TD: Errm, the MGM was brought by Alexander Korda, when he amalgamated London Films with MGM, towards the end of the war. It was the one thing he always regretted...

AY: That’s right...

TD: He brought Shepperton instead; and MGM was always the studio and an art director called Joseph Bato...

AY: Yes.

TD: ...when they were building it, when Korda was there, he had an absolutely revolutionary idea about the cutting rooms; he actually went and asked editors what a cutting room should be like...

AY: Good God!

TD: It had never been done before (laughs)

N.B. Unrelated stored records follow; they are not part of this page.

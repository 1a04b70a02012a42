//! Validated attendee identity.
//!
//! Attendees are identified by e-mail address. The HTTP layer parses raw
//! request strings into an [`AttendeeIdentity`] before anything reaches the
//! registration engine, so the engine never sees unvalidated input.

use std::fmt;

use serde::{Deserialize, Serialize};
use utoipa::ToSchema;

/// Longest accepted address, per RFC 5321 path limits.
const MAX_LEN: usize = 254;

/// Normalized attendee e-mail address (trimmed, lower-cased).
///
/// Two requests for `" Ada@Example.org"` and `"ada@example.org"` resolve to
/// the same attendee, which is what the one-active-entry-per-event rule keys
/// on.
#[derive(Debug, Clone, PartialEq, Eq, Hash, Serialize, Deserialize, ToSchema)]
#[serde(try_from = "String", into = "String")]
pub struct AttendeeIdentity(String);

/// Reason an attendee identity was rejected.
#[derive(Debug, Clone, PartialEq, Eq, thiserror::Error)]
pub enum InvalidAttendee {
    /// Input was empty after trimming.
    #[error("attendee identity must not be empty")]
    Empty,
    /// Input exceeds the maximum address length.
    #[error("attendee identity exceeds 254 characters")]
    TooLong,
    /// Input is not shaped like an e-mail address.
    #[error("attendee identity must be an e-mail address: {0}")]
    Malformed(String),
}

impl AttendeeIdentity {
    /// Parses and normalizes a raw attendee identity.
    ///
    /// # Errors
    ///
    /// Returns [`InvalidAttendee`] if the input is empty, too long, or not
    /// an e-mail address.
    pub fn parse(raw: &str) -> Result<Self, InvalidAttendee> {
        let normalized = raw.trim().to_lowercase();
        if normalized.is_empty() {
            return Err(InvalidAttendee::Empty);
        }
        if normalized.chars().count() > MAX_LEN {
            return Err(InvalidAttendee::TooLong);
        }
        if normalized.chars().any(char::is_whitespace) {
            return Err(InvalidAttendee::Malformed(normalized));
        }

        let mut parts = normalized.split('@');
        let (Some(local), Some(domain), None) = (parts.next(), parts.next(), parts.next()) else {
            return Err(InvalidAttendee::Malformed(normalized));
        };
        let domain_ok =
            domain.contains('.') && !domain.starts_with('.') && !domain.ends_with('.');
        if local.is_empty() || !domain_ok {
            return Err(InvalidAttendee::Malformed(normalized));
        }

        Ok(Self(normalized))
    }

    /// Returns the normalized address.
    #[must_use]
    pub fn as_str(&self) -> &str {
        &self.0
    }
}

impl fmt::Display for AttendeeIdentity {
    fn fmt(&self, f: &mut fmt::Formatter<'_>) -> fmt::Result {
        f.write_str(&self.0)
    }
}

impl TryFrom<String> for AttendeeIdentity {
    type Error = InvalidAttendee;

    fn try_from(value: String) -> Result<Self, Self::Error> {
        Self::parse(&value)
    }
}

impl From<AttendeeIdentity> for String {
    fn from(id: AttendeeIdentity) -> Self {
        id.0
    }
}

#[cfg(test)]
mod tests {
    use super::*;

    #[test]
    fn normalizes_case_and_whitespace() {
        let id = AttendeeIdentity::parse("  Ada.Lovelace@Example.ORG ");
        assert_eq!(
            id.map(|i| i.to_string()),
            Ok("ada.lovelace@example.org".to_string())
        );
    }

    #[test]
    fn rejects_empty() {
        assert_eq!(AttendeeIdentity::parse("   "), Err(InvalidAttendee::Empty));
    }

    #[test]
    fn rejects_missing_or_repeated_at() {
        assert!(AttendeeIdentity::parse("ada.example.org").is_err());
        assert!(AttendeeIdentity::parse("ada@@example.org").is_err());
        assert!(AttendeeIdentity::parse("a@b@example.org").is_err());
    }

    #[test]
    fn rejects_bad_domain() {
        assert!(AttendeeIdentity::parse("ada@localhost").is_err());
        assert!(AttendeeIdentity::parse("ada@.example").is_err());
        assert!(AttendeeIdentity::parse("ada@example.").is_err());
        assert!(AttendeeIdentity::parse("@example.org").is_err());
    }

    #[test]
    fn rejects_inner_whitespace() {
        assert!(AttendeeIdentity::parse("ada love@example.org").is_err());
    }

    #[test]
    fn rejects_overlong() {
        let raw = format!("{}@example.org", "a".repeat(MAX_LEN));
        assert_eq!(AttendeeIdentity::parse(&raw), Err(InvalidAttendee::TooLong));
    }

    #[test]
    fn deserialization_validates() {
        let ok: Result<AttendeeIdentity, _> = serde_json::from_str("\"BOB@example.com\"");
        assert_eq!(ok.ok().map(|i| i.to_string()), Some("bob@example.com".to_string()));

        let bad: Result<AttendeeIdentity, _> = serde_json::from_str("\"not-an-email\"");
        assert!(bad.is_err());
    }
}
//! Domain events reflecting committed registration state changes.
//!
//! Every committed engine mutation emits a [`RegistrationEvent`] through the
//! [`super::EventBus`]. Events are broadcast to WebSocket subscribers of the
//! live feed.

use chrono::{DateTime, Utc};
use serde::Serialize;

use super::{
    AttendeeIdentity, EventId, Registration, RegistrationId, WaitlistEntry, WaitlistEntryId,
};

/// Domain event emitted after a store transaction commits.
#[derive(Debug, Clone, Serialize)]
#[serde(tag = "event_type", rename_all = "snake_case")]
pub enum RegistrationEvent {
    /// A new event was created.
    EventCreated {
        /// Event identifier.
        event_id: EventId,
        /// Event title.
        title: String,
        /// Capacity at creation.
        capacity: u32,
        /// Creation timestamp.
        timestamp: DateTime<Utc>,
    },

    /// An event's title or capacity changed.
    EventUpdated {
        /// Event identifier.
        event_id: EventId,
        /// Capacity after the update.
        capacity: u32,
        /// Confirmed count after the update (including promotions).
        confirmed_count: u32,
        /// Update timestamp.
        timestamp: DateTime<Utc>,
    },

    /// An event and all of its records were removed.
    EventDeleted {
        /// Event identifier.
        event_id: EventId,
        /// Removal timestamp.
        timestamp: DateTime<Utc>,
    },

    /// An attendee received a seat directly.
    RegistrationConfirmed {
        /// Event identifier.
        event_id: EventId,
        /// New registration.
        registration_id: RegistrationId,
        /// Attendee e-mail.
        attendee_identity: AttendeeIdentity,
        /// Confirmation timestamp.
        timestamp: DateTime<Utc>,
    },

    /// An attendee joined the waitlist of a full event.
    AttendeeWaitlisted {
        /// Event identifier.
        event_id: EventId,
        /// New waitlist entry.
        waitlist_entry_id: WaitlistEntryId,
        /// Attendee e-mail.
        attendee_identity: AttendeeIdentity,
        /// Position in the waitlist.
        position: u64,
        /// Timestamp.
        timestamp: DateTime<Utc>,
    },

    /// A confirmed registration was cancelled.
    RegistrationCancelled {
        /// Event identifier.
        event_id: EventId,
        /// Cancelled registration.
        registration_id: RegistrationId,
        /// Attendee e-mail.
        attendee_identity: AttendeeIdentity,
        /// Timestamp.
        timestamp: DateTime<Utc>,
    },

    /// The head of the waitlist was moved into a confirmed registration.
    AttendeePromoted {
        /// Event identifier.
        event_id: EventId,
        /// Waitlist entry that was consumed.
        waitlist_entry_id: WaitlistEntryId,
        /// Registration that was created.
        registration_id: RegistrationId,
        /// Attendee e-mail.
        attendee_identity: AttendeeIdentity,
        /// Timestamp.
        timestamp: DateTime<Utc>,
    },

    /// An attendee left the waitlist voluntarily.
    WaitlistWithdrawn {
        /// Event identifier.
        event_id: EventId,
        /// Removed entry.
        waitlist_entry_id: WaitlistEntryId,
        /// Attendee e-mail.
        attendee_identity: AttendeeIdentity,
        /// Timestamp.
        timestamp: DateTime<Utc>,
    },
}

impl RegistrationEvent {
    /// Returns the event id this domain event relates to.
    #[must_use]
    pub const fn event_id(&self) -> EventId {
        match self {
            Self::EventCreated { event_id, .. }
            | Self::EventUpdated { event_id, .. }
            | Self::EventDeleted { event_id, .. }
            | Self::RegistrationConfirmed { event_id, .. }
            | Self::AttendeeWaitlisted { event_id, .. }
            | Self::RegistrationCancelled { event_id, .. }
            | Self::AttendeePromoted { event_id, .. }
            | Self::WaitlistWithdrawn { event_id, .. } => *event_id,
        }
    }

    /// Returns the snake_case discriminator string.
    #[must_use]
    pub const fn event_type_str(&self) -> &'static str {
        match self {
            Self::EventCreated { .. } => "event_created",
            Self::EventUpdated { .. } => "event_updated",
            Self::EventDeleted { .. } => "event_deleted",
            Self::RegistrationConfirmed { .. } => "registration_confirmed",
            Self::AttendeeWaitlisted { .. } => "attendee_waitlisted",
            Self::RegistrationCancelled { .. } => "registration_cancelled",
            Self::AttendeePromoted { .. } => "attendee_promoted",
            Self::WaitlistWithdrawn { .. } => "waitlist_withdrawn",
        }
    }

    /// Every discriminator string, in declaration order.
    pub const EVENT_TYPES: [&'static str; 8] = [
        "event_created",
        "event_updated",
        "event_deleted",
        "registration_confirmed",
        "attendee_waitlisted",
        "registration_cancelled",
        "attendee_promoted",
        "waitlist_withdrawn",
    ];

    /// Resolves a client-supplied type name to its discriminator string.
    #[must_use]
    pub fn parse_event_type(name: &str) -> Option<&'static str> {
        Self::EVENT_TYPES.iter().copied().find(|t| *t == name)
    }

    /// Builds the event for a direct confirmation.
    #[must_use]
    pub fn confirmed(registration: &Registration) -> Self {
        Self::RegistrationConfirmed {
            event_id: registration.event_id,
            registration_id: registration.id,
            attendee_identity: registration.attendee_identity.clone(),
            timestamp: registration.created_at,
        }
    }

    /// Builds the event for a new waitlist entry.
    #[must_use]
    pub fn waitlisted(entry: &WaitlistEntry) -> Self {
        Self::AttendeeWaitlisted {
            event_id: entry.event_id,
            waitlist_entry_id: entry.id,
            attendee_identity: entry.attendee_identity.clone(),
            position: entry.position,
            timestamp: entry.created_at,
        }
    }

    /// Builds the event for a cancellation.
    #[must_use]
    pub fn cancelled(registration: &Registration) -> Self {
        Self::RegistrationCancelled {
            event_id: registration.event_id,
            registration_id: registration.id,
            attendee_identity: registration.attendee_identity.clone(),
            timestamp: registration.cancelled_at.unwrap_or_else(Utc::now),
        }
    }

    /// Builds the event for a promotion of `entry` into `registration`.
    #[must_use]
    pub fn promoted(entry: WaitlistEntryId, registration: &Registration) -> Self {
        Self::AttendeePromoted {
            event_id: registration.event_id,
            waitlist_entry_id: entry,
            registration_id: registration.id,
            attendee_identity: registration.attendee_identity.clone(),
            timestamp: registration.created_at,
        }
    }

    /// Builds the event for a waitlist withdrawal.
    #[must_use]
    pub fn withdrawn(entry: &WaitlistEntry) -> Self {
        Self::WaitlistWithdrawn {
            event_id: entry.event_id,
            waitlist_entry_id: entry.id,
            attendee_identity: entry.attendee_identity.clone(),
            timestamp: Utc::now(),
        }
    }
}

AY: How terrible! Yes. (Laughs), I know MGM, everything about MGM was exactly what you would expect studios to be; the restaurant, the canteen, everything, the offices, the stages. And they were always pristine and clean, so that when I went to Shepperton to work after that, I felt that I was in a market because it was so untidy and so rough and ready and so... I have to say I adored Shepperton, it was my home, I’ve worked there for the last seven years and I hope to work there for the next, until I die. And it’s wonderful, because although it, MGM was much more beautiful and...

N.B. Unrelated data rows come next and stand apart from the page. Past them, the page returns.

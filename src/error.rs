//! Registration error types with HTTP status code mapping.
//!
//! [`RegistrationError`] is the central error type of the service. The
//! engine returns it; the HTTP layer turns it into a status code and a
//! structured JSON body through [`IntoResponse`].

use axum::extract::rejection::{FormRejection, JsonRejection, PathRejection, QueryRejection};
use axum::http::StatusCode;
use axum::response::{IntoResponse, Response};
use serde::Serialize;
use utoipa::ToSchema;

use crate::domain::{AttendeeIdentity, EventId, InvalidAttendee, RegistrationId, WaitlistEntryId};
use crate::store::StoreError;

/// Structured JSON error response body.
///
/// All error responses follow this shape:
/// ```json
/// {
///   "error": {
///     "code": 2101,
///     "message": "attendee ada@example.org already registered for event …"
///   }
/// }
/// ```
#[derive(Debug, Serialize, ToSchema)]
pub struct ErrorResponse {
    /// Structured error payload.
    pub error: ErrorBody,
}

/// Inner error body with numeric code and human-readable message.
#[derive(Debug, Serialize, ToSchema)]
pub struct ErrorBody {
    /// Numeric error code (see code ranges on [`RegistrationError`]).
    pub code: u32,
    /// Human-readable error message.
    pub message: String,
    /// Optional additional details.
    #[serde(skip_serializing_if = "Option::is_none")]
    pub details: Option<String>,
}

/// Engine and request error enum with HTTP status code mapping.
///
/// # Error Code Ranges
///
/// | Range     | Category            | HTTP Status              |
/// |-----------|---------------------|--------------------------|
/// | 1000–1999 | Validation          | 400 Bad Request          |
/// | 2000–2099 | Not Found           | 404 Not Found            |
/// | 2100–2199 | Conflict            | 409 Conflict             |
/// | 3000–3999 | Storage             | 503 Service Unavailable  |
#[derive(Debug, thiserror::Error)]
pub enum RegistrationError {
    /// Request validation failed at the HTTP boundary.
    #[error("invalid request: {0}")]
    InvalidRequest(String),

    /// Event with the given ID was not found.
    #[error("event not found: {0}")]
    EventNotFound(EventId),

    /// Registration with the given ID was not found.
    #[error("registration not found: {0}")]
    RegistrationNotFound(RegistrationId),

    /// Waitlist entry with the given ID was not found.
    #[error("waitlist entry not found: {0}")]
    WaitlistEntryNotFound(WaitlistEntryId),

    /// The attendee already holds a confirmed registration or a waitlist
    /// entry for the event.
    #[error("attendee {attendee} already registered for event {event_id}")]
    DuplicateRegistration {
        /// Event the attendee tried to register for.
        event_id: EventId,
        /// The attendee.
        attendee: AttendeeIdentity,
    },

    /// The operation is not allowed in the record's current state.
    #[error("invalid state: {0}")]
    InvalidState(String),

    /// Persistence gateway failure. Not retried by the engine.
    #[error("storage error: {0}")]
    Storage(#[from] StoreError),
}

impl RegistrationError {
    /// Returns the numeric error code for this variant.
    #[must_use]
    pub const fn error_code(&self) -> u32 {
        match self {
            Self::InvalidRequest(_) => 1001,
            Self::EventNotFound(_) => 2001,
            Self::RegistrationNotFound(_) => 2002,
            Self::WaitlistEntryNotFound(_) => 2003,
            Self::DuplicateRegistration { .. } => 2101,
            Self::InvalidState(_) => 2102,
            Self::Storage(_) => 3001,
        }
    }

    /// Returns the HTTP status code for this variant.
    #[must_use]
    pub const fn status_code(&self) -> StatusCode {
        match self {
            Self::InvalidRequest(_) => StatusCode::BAD_REQUEST,
            Self::EventNotFound(_)
            | Self::RegistrationNotFound(_)
            | Self::WaitlistEntryNotFound(_) => StatusCode::NOT_FOUND,
            Self::DuplicateRegistration { .. } | Self::InvalidState(_) => StatusCode::CONFLICT,
            Self::Storage(_) => StatusCode::SERVICE_UNAVAILABLE,
        }
    }

    /// Returns `true` for the not-found family of variants.
    #[must_use]
    pub const fn is_not_found(&self) -> bool {
        matches!(
            self,
            Self::EventNotFound(_) | Self::RegistrationNotFound(_) | Self::WaitlistEntryNotFound(_)
        )
    }
}

impl From<InvalidAttendee> for RegistrationError {
    fn from(err: InvalidAttendee) -> Self {
        Self::InvalidRequest(err.to_string())
    }
}

impl From<JsonRejection> for RegistrationError {
    fn from(rejection: JsonRejection) -> Self {
        Self::InvalidRequest(rejection.body_text())
    }
}

impl From<FormRejection> for RegistrationError {
    fn from(rejection: FormRejection) -> Self {
        Self::InvalidRequest(rejection.body_text())
    }
}

impl From<PathRejection> for RegistrationError {
    fn from(rejection: PathRejection) -> Self {
        Self::InvalidRequest(rejection.body_text())
    }
}

impl From<QueryRejection> for RegistrationError {
    fn from(rejection: QueryRejection) -> Self {
        Self::InvalidRequest(rejection.body_text())
    }
}

impl IntoResponse for RegistrationError {
    fn into_response(self) -> Response {
        let status = self.status_code();
        if status.is_server_error() {
            tracing::error!(error = %self, "request failed");
        }
        let body = ErrorResponse {
            error: ErrorBody {
                code: self.error_code(),
                message: self.to_string(),
                details: None,
            },
        };
        (status, axum::Json(body)).into_response()
    }
}

#[cfg(test)]
#[allow(clippy::panic)]
mod tests {
    use super::*;

    #[test]
    fn taxonomy_maps_to_status_codes() {
        assert_eq!(
            RegistrationError::EventNotFound(EventId::new()).status_code(),
            StatusCode::NOT_FOUND
        );
        assert_eq!(
            RegistrationError::RegistrationNotFound(RegistrationId::new()).status_code(),
            StatusCode::NOT_FOUND
        );
        assert_eq!(
            RegistrationError::InvalidState("already cancelled".to_string()).status_code(),
            StatusCode::CONFLICT
        );
        assert_eq!(
            RegistrationError::Storage(StoreError::Unavailable("down".to_string())).status_code(),
            StatusCode::SERVICE_UNAVAILABLE
        );
        assert_eq!(
            RegistrationError::InvalidRequest("bad".to_string()).status_code(),
            StatusCode::BAD_REQUEST
        );
    }

    #[test]
    fn duplicate_is_conflict() {
        let Ok(attendee) = AttendeeIdentity::parse("ada@example.org") else {
            panic!("valid attendee");
        };
        let err = RegistrationError::DuplicateRegistration {
            event_id: EventId::new(),
            attendee,
        };
        assert_eq!(err.status_code(), StatusCode::CONFLICT);
        assert_eq!(err.error_code(), 2101);
        assert!(err.to_string().contains("ada@example.org"));
    }

    #[test]
    fn invalid_attendee_becomes_bad_request() {
        let err = RegistrationError::from(InvalidAttendee::Empty);
        assert_eq!(err.status_code(), StatusCode::BAD_REQUEST);
    }

    #[test]
    fn response_carries_status() {
        let response = RegistrationError::WaitlistEntryNotFound(WaitlistEntryId::new()).into_response();
        assert_eq!(response.status(), StatusCode::NOT_FOUND);
    }
}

TD: It’s much more professional really.

AY: Oh, Shepperton is BUSY! I mean it is like a market!

TD: Shepperton had used to be, Shepperton had used to be beautiful with the tree and the lovely..

AY: Yes, but they sold half of their lot off, of course.

TD: Yes. Exactly!

AY: Yes, which is a great shame. Okay?

TD: Yes, thanks.

AY: Yes, I just wanted that to go on, because my MGM days were quite important to me, you know? There I was again, the only women doing that at MGM of all places.



date of birth probably late 1920s; born in East London, father was a watchmaker and clock repairer; it was a close family with an uncle grocer round the corner. She won a scholarship to the local grammar school, finished up with Higher Schools [certificate], got an entry in Bedford College but didn’t take it up. Joined Unity Theatre, got the bug for acting, but didn’t dare tell the family. Met Bert Pearl at Unity and he suggested she should try to get into the documentary film business – wrote round and eventually joined Data Films (was after the last war [i.e.World War 2]) as an assistant at £7 a week, given a subject to research on cotton mills, for which she wrote the script and then produced.After three years with Data, she decided to try for features; got a job at Highbury Studios as a runner at £6 a week; when Highbury closed, she started freelancing, then got a job at National Studios as Associate producer on the Charlie Chan series, and then on a series for Douglas Fairbanks jnr. [Douglas Fairbanks Presents] made for ATV [Associated Television].

She then went to work on a ‘dreadful comedy’ at Brighton, and saw the birth of the Goons [possibly Penny Points to Paradise DS]. Then worked as Associate producer on Danger Man, then promoted to producer. Moved to Hammer on What a Crazy World. [Capricorn Productions] She talks about the making of She and One Million Years B.C. and various other Hammer productions.

She then moved on to producing mini-series The Bunker for NBC in Paris. Then when NBC or ABC wanted productions in the UK she worked for them. She talks about working with Otto Heller and Alan Hume.She talks about the time she was asked to join MGM studios by Matthew Raymond, She became Associate Producer there and was virtually the Producer of Light in the Piazza, directed by Guy Green.  Shepperton where she had produced so many productions.